Required work: Retype each entry. Leave every word as it is.

.....

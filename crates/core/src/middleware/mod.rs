//! Dispatch middleware: routes inbound transport messages to the
//! orchestrator.
//!
//! A message addressed to an unknown saga id starts a new saga from the
//! message payload; a message for a live saga resumes it by executing its
//! next step; a message for a finished saga is ignored. Transports (queue
//! consumers, HTTP handlers) implement their own decode into
//! [`InboundSagaMessage`] and hand the rest to [`SagaMiddleware`].

use std::sync::Arc;

use async_trait::async_trait;
use tracing::{debug, info};

use crate::codec::PayloadCodec;
use crate::error::SagaError;
use crate::orchestrator::SagaOrchestrator;
use crate::port::idempotency::IdempotencyStore;
use crate::port::state_store::SagaStateStore;
use crate::port::timeout_store::TimeoutStore;
use crate::saga::SagaId;

/// One message lifted off a transport, addressed to a saga instance.
#[derive(Debug, Clone, PartialEq, Eq)]
pub struct InboundSagaMessage {
    /// Correlation id; doubles as the saga id for new sagas.
    pub saga_id: SagaId,
    /// Definition name used when the message starts a new saga.
    pub saga_type: String,
    /// Delivery identity for the idempotency guard, e.g. the transport's
    /// message id.
    pub dedup_key: String,
    /// Encoded initial payload; required only for messages that start a
    /// saga.
    pub payload: Option<Vec<u8>>,
}

impl InboundSagaMessage {
    pub fn new(
        saga_id: impl Into<SagaId>,
        saga_type: impl Into<String>,
        dedup_key: impl Into<String>,
    ) -> Self {
        Self {
            saga_id: saga_id.into(),
            saga_type: saga_type.into(),
            dedup_key: dedup_key.into(),
            payload: None,
        }
    }

    #[must_use]
    pub fn with_payload(mut self, payload: Vec<u8>) -> Self {
        self.payload = Some(payload);
        self
    }
}

/// What the middleware did with a message.
#[derive(Debug, Clone, Copy, PartialEq, Eq)]
pub enum DispatchOutcome {
    /// No saga existed; one was started from the message payload.
    Started,
    /// The saga existed and its next step was driven. Duplicate deliveries
    /// are absorbed by the idempotency guard and still report `Resumed`.
    Resumed,
    /// The saga already finished; the message was dropped.
    Ignored,
}

/// Message entry point implemented by the middleware (and by test doubles).
#[async_trait]
pub trait SagaDispatch: Send + Sync {
    async fn dispatch(&self, message: InboundSagaMessage) -> Result<DispatchOutcome, SagaError>;
}

/// Default dispatch implementation over an orchestrator and a payload codec.
pub struct SagaMiddleware<D, S, T, I, C>
where
    D: Clone + Send + Sync + 'static,
    S: SagaStateStore<D>,
    T: TimeoutStore,
    I: IdempotencyStore,
    C: PayloadCodec<D>,
{
    orchestrator: Arc<SagaOrchestrator<D, S, T, I>>,
    codec: C,
}

impl<D, S, T, I, C> SagaMiddleware<D, S, T, I, C>
where
    D: Clone + Send + Sync + 'static,
    S: SagaStateStore<D>,
    T: TimeoutStore,
    I: IdempotencyStore,
    C: PayloadCodec<D>,
{
    pub fn new(orchestrator: Arc<SagaOrchestrator<D, S, T, I>>, codec: C) -> Self {
        Self {
            orchestrator,
            codec,
        }
    }
}

#[async_trait]
impl<D, S, T, I, C> SagaDispatch for SagaMiddleware<D, S, T, I, C>
where
    D: Clone + Send + Sync + 'static,
    S: SagaStateStore<D>,
    T: TimeoutStore,
    I: IdempotencyStore,
    C: PayloadCodec<D>,
{
    async fn dispatch(&self, message: InboundSagaMessage) -> Result<DispatchOutcome, SagaError> {
        match self.orchestrator.get(&message.saga_id).await {
            Ok(record) => {
                if record.is_terminal() {
                    debug!(
                        saga_id = %message.saga_id,
                        status = %record.status,
                        "message for finished saga ignored"
                    );
                    return Ok(DispatchOutcome::Ignored);
                }
                self.orchestrator
                    .execute_next_step(&message.saga_id, &message.dedup_key)
                    .await?;
                Ok(DispatchOutcome::Resumed)
            }
            Err(SagaError::NotFound { .. }) => {
                let Some(payload) = message.payload.as_deref() else {
                    return Err(SagaError::invalid_argument(format!(
                        "message for unknown saga {} carries no initial payload",
                        message.saga_id
                    )));
                };
                let initial = self.codec.decode(payload).map_err(|err| {
                    SagaError::invalid_argument(format!("initial payload decode failed: {}", err))
                })?;
                self.orchestrator
                    .start_with_id(
                        message.saga_id.clone(),
                        &message.saga_type,
                        initial,
                        &message.dedup_key,
                    )
                    .await?;
                info!(
                    saga_id = %message.saga_id,
                    saga_type = %message.saga_type,
                    "saga started from inbound message"
                );
                Ok(DispatchOutcome::Started)
            }
            Err(err) => Err(err),
        }
    }
}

.....

Result:
filename crates/core/src/middleware/mod.rs
//! Dispatch middleware: routes inbound transport messages to the
//! orchestrator.
//!
//! A message addressed to an unknown saga id starts a new saga from the
//! message payload; a message for a live saga resumes it by executing its
//! next step; a message for a finished saga is ignored. Transports (queue
//! consumers, HTTP handlers) implement their own decode into
//! [`InboundSagaMessage`] and hand the rest to [`SagaMiddleware`].

use std::sync::Arc;

use async_trait::async_trait;
use tracing::{debug, info};

use crate::codec::PayloadCodec;
use crate::error::SagaError;
use crate::orchestrator::SagaOrchestrator;
use crate::port::idempotency::IdempotencyStore;
use crate::port::state_store::SagaStateStore;
use crate::port::timeout_store::TimeoutStore;
use crate::saga::SagaId;

/// One message lifted off a transport, addressed to a saga instance.
#[derive(Debug, Clone, PartialEq, Eq)]
pub struct InboundSagaMessage {
    /// Correlation id; doubles as the saga id for new sagas.
    pub saga_id: SagaId,
    /// Definition name used when the message starts a new saga.
    pub saga_type: String,
    /// Delivery identity for the idempotency guard, e.g. the transport's
    /// message id.
    pub dedup_key: String,
    /// Encoded initial payload; required only for messages that start a
    /// saga.
    pub payload: Option<Vec<u8>>,
}

impl InboundSagaMessage {
    pub fn new(
        saga_id: impl Into<SagaId>,
        saga_type: impl Into<String>,
        dedup_key: impl Into<String>,
    ) -> Self {
        Self {
            saga_id: saga_id.into(),
            saga_type: saga_type.into(),
            dedup_key: dedup_key.into(),
            payload: None,
        }
    }

    #[must_use]
    pub fn with_payload(mut self, payload: Vec<u8>) -> Self {
        self.payload = Some(payload);
        self
    }
}

/// What the middleware did with a message.
#[derive(Debug, Clone, Copy, PartialEq, Eq)]
pub enum DispatchOutcome {
    /// No saga existed; one was started from the message payload.
    Started,
    /// The saga existed and its next step was driven. Duplicate deliveries
    /// are absorbed by the idempotency guard and still report `Resumed`.
    Resumed,
    /// The saga already finished; the message was dropped.
    Ignored,
}

/// Message entry point implemented by the middleware (and by test doubles).
#[async_trait]
pub trait SagaDispatch: Send + Sync {
    async fn dispatch(&self, message: InboundSagaMessage) -> Result<DispatchOutcome, SagaError>;
}

/// Default dispatch implementation over an orchestrator and a payload codec.
pub struct SagaMiddleware<D, S, T, I, C>
where
    D: Clone + Send + Sync + 'static,
    S: SagaStateStore<D>,
    T: TimeoutStore,
    I: IdempotencyStore,
    C: PayloadCodec<D>,
{
    orchestrator: Arc<SagaOrchestrator<D, S, T, I>>,
    codec: C,
}

impl<D, S, T, I, C> SagaMiddleware<D, S, T, I, C>
where
    D: Clone + Send + Sync + 'static,
    S: SagaStateStore<D>,
    T: TimeoutStore,
    I: IdempotencyStore,
    C: PayloadCodec<D>,
{
    pub fn new(orchestrator: Arc<SagaOrchestrator<D, S, T, I>>, codec: C) -> Self {
        Self {
            orchestrator,
            codec,
        }
    }
}

#[async_trait]
impl<D, S, T, I, C> SagaDispatch for SagaMiddleware<D, S, T, I, C>
where
    D: Clone + Send + Sync + 'static,
    S: SagaStateStore<D>,
    T: TimeoutStore,
    I: IdempotencyStore,
    C: PayloadCodec<D>,
{
    async fn dispatch(&self, message: InboundSagaMessage) -> Result<DispatchOutcome, SagaError> {
        match self.orchestrator.get(&message.saga_id).await {
            Ok(record) => {
                if record.is_terminal() {
                    debug!(
                        saga_id = %message.saga_id,
                        status = %record.status,
                        "message for finished saga ignored"
                    );
                    return Ok(DispatchOutcome::Ignored);
                }
                self.orchestrator
                    .execute_next_step(&message.saga_id, &message.dedup_key)
                    .await?;
                Ok(DispatchOutcome::Resumed)
            }
            Err(SagaError::NotFound { .. }) => {
                let Some(payload) = message.payload.as_deref() else {
                    return Err(SagaError::invalid_argument(format!(
                        "message for unknown saga {} carries no initial payload",
                        message.saga_id
                    )));
                };
                let initial = self.codec.decode(payload).map_err(|err| {
                    SagaError::invalid_argument(format!("initial payload decode failed: {}", err))
                })?;
                self.orchestrator
                    .start_with_id(
                        message.saga_id.clone(),
                        &message.saga_type,
                        initial,
                        &message.dedup_key,
                    )
                    .await?;
                info!(
                    saga_id = %message.saga_id,
                    saga_type = %message.saga_type,
                    "saga started from inbound message"
                );
                Ok(DispatchOutcome::Started)
            }
            Err(err) => Err(err),
        }
    }
}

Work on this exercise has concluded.